Pro Tip: If you're having trouble hitting the spending amount you need to get your credit card reward bonus, it's worth your time to learn what it means to manufacture spend.
When hunting down good credit card sign-up bonuses, you may find that some cards with big bonuses charge annual fees (usually $95.00 but sometimes much more). Cards with annual fees tend to offer benefits that outweigh their annual fees. These benefits include things like higher cash-back percentages, discounts on flights, free checked bags, etc.
Know that you don’t need a card with an annual fee to travel hack. For that reason, feel free to go with a card that offers a smaller sign-up bonus and has no fees if you feel you can't afford annual fees right now.
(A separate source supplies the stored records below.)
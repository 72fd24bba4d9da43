use std::sync::Arc;

use axum::{
    extract::{Path, Query, State},
    response::IntoResponse,
    Json,
};
use chrono::{Duration, NaiveDate, Utc};
use serde::Deserialize;
use serde_json::json;

use pagetrace_core::analytics::{self, DateRange, LIVE_WINDOW_SECONDS};
use pagetrace_core::session::Session;

use crate::{error::AppError, state::AppState};

/// Shared `?from=YYYY-MM-DD&to=YYYY-MM-DD` range. Unparseable values fall
/// back to the default trailing-30-day window, same as absent ones.
#[derive(Debug, Deserialize)]
pub struct RangeQuery {
    pub from: Option<String>,
    pub to: Option<String>,
}

impl RangeQuery {
    fn resolve(&self) -> DateRange {
        let parse = |raw: &Option<String>| {
            raw.as_deref()
                .and_then(|s| NaiveDate::parse_from_str(s, "%Y-%m-%d").ok())
        };
        DateRange::resolve(parse(&self.from), parse(&self.to), Utc::now().date_naive())
    }
}

/// Fetch the session rows for one (website, window) pair.
///
/// Unknown website ids are 404; a store read failure is surfaced uniformly
/// as `failed_to_fetch` so the dashboard can render a retry state.
async fn sessions_in_range(
    state: &AppState,
    website_id: &str,
    range: DateRange,
) -> Result<Vec<Session>, AppError> {
    if state
        .websites
        .get_website(website_id)
        .await
        .map_err(|e| {
            tracing::error!(website_id, error = %e, "website lookup failed");
            AppError::FetchFailed
        })?
        .is_none()
    {
        return Err(AppError::NotFound("Website not found".to_string()));
    }

    state
        .sessions
        .sessions_in_window(website_id, range.start, range.end)
        .await
        .map_err(|e| {
            tracing::error!(website_id, error = %e, "session window query failed");
            AppError::FetchFailed
        })
}

/// `GET /api/websites/{id}/analytics` — daily series + headline metrics.
pub async fn get_analytics(
    State(state): State<Arc<AppState>>,
    Path(website_id): Path<String>,
    Query(query): Query<RangeQuery>,
) -> Result<impl IntoResponse, AppError> {
    let sessions = sessions_in_range(&state, &website_id, query.resolve()).await?;
    Ok(Json(analytics::summarize(&sessions)))
}

/// `GET /api/websites/{id}/locations` — visitors by country with map
/// intensity values.
pub async fn get_locations(
    State(state): State<Arc<AppState>>,
    Path(website_id): Path<String>,
    Query(query): Query<RangeQuery>,
) -> Result<impl IntoResponse, AppError> {
    let sessions = sessions_in_range(&state, &website_id, query.resolve()).await?;
    Ok(Json(json!({ "locations": analytics::locations(&sessions) })))
}

/// `GET /api/websites/{id}/devices` — device class / browser / OS
/// breakdowns.
pub async fn get_devices(
    State(state): State<Arc<AppState>>,
    Path(website_id): Path<String>,
    Query(query): Query<RangeQuery>,
) -> Result<impl IntoResponse, AppError> {
    let sessions = sessions_in_range(&state, &website_id, query.resolve()).await?;
    Ok(Json(analytics::devices(&sessions)))
}

/// `GET /api/websites/{id}/sources` — referrer sources.
pub async fn get_sources(
    State(state): State<Arc<AppState>>,
    Path(website_id): Path<String>,
    Query(query): Query<RangeQuery>,
) -> Result<impl IntoResponse, AppError> {
    let sessions = sessions_in_range(&state, &website_id, query.resolve()).await?;
    Ok(Json(json!({ "sources": analytics::sources(&sessions) })))
}

/// `GET /api/websites/{id}/pages` — entry/exit page paths.
pub async fn get_pages(
    State(state): State<Arc<AppState>>,
    Path(website_id): Path<String>,
    Query(query): Query<RangeQuery>,
) -> Result<impl IntoResponse, AppError> {
    let sessions = sessions_in_range(&state, &website_id, query.resolve()).await?;
    Ok(Json(analytics::pages(&sessions)))
}

/// `GET /api/websites/{id}/live` — distinct visitors with a heartbeat in
/// the trailing 30-second window. A liveness proxy, not an open-tab count.
pub async fn get_live_visitors(
    State(state): State<Arc<AppState>>,
    Path(website_id): Path<String>,
) -> Result<impl IntoResponse, AppError> {
    if state
        .websites
        .get_website(&website_id)
        .await
        .map_err(|e| {
            tracing::error!(website_id, error = %e, "website lookup failed");
            AppError::FetchFailed
        })?
        .is_none()
    {
        return Err(AppError::NotFound("Website not found".to_string()));
    }

    let since = Utc::now() - Duration::seconds(LIVE_WINDOW_SECONDS);
    let sessions = state
        .sessions
        .sessions_active_since(&website_id, since)
        .await
        .map_err(|e| {
            tracing::error!(website_id, error = %e, "live visitor query failed");
            AppError::FetchFailed
        })?;

    Ok(Json(
        json!({ "liveVisitors": analytics::live_visitors(&sessions) }),
    ))
}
How Many Credit Cards Should I sign-up For?
Some people get a whole bunch of credit cards to take advantage of as many sign-up offers as possible. You’re welcome to do that and based on the factors that hurt your credit score, having a lot of credit cards you use responsibly shouldn’t hurt you (in fact it should help).
For me though, I don't know what I'd do if I was managing 10-20 credit cards all at once.
I tend to just look for a new big sign-up bonus offer every 2 years or so. If I have an old credit card that isn't valuable to me anymore, I’ll close it to make room for the new card. Right now I have a total of four credit cards.
People have unwittingly told me how bad the process described above can be for my credit but in my unprofessional opinion, so long as you keep your oldest credit card open (the older the card you have in your possession, the longer your credit history is which is one of the factors that determines credit score) you'll be fine.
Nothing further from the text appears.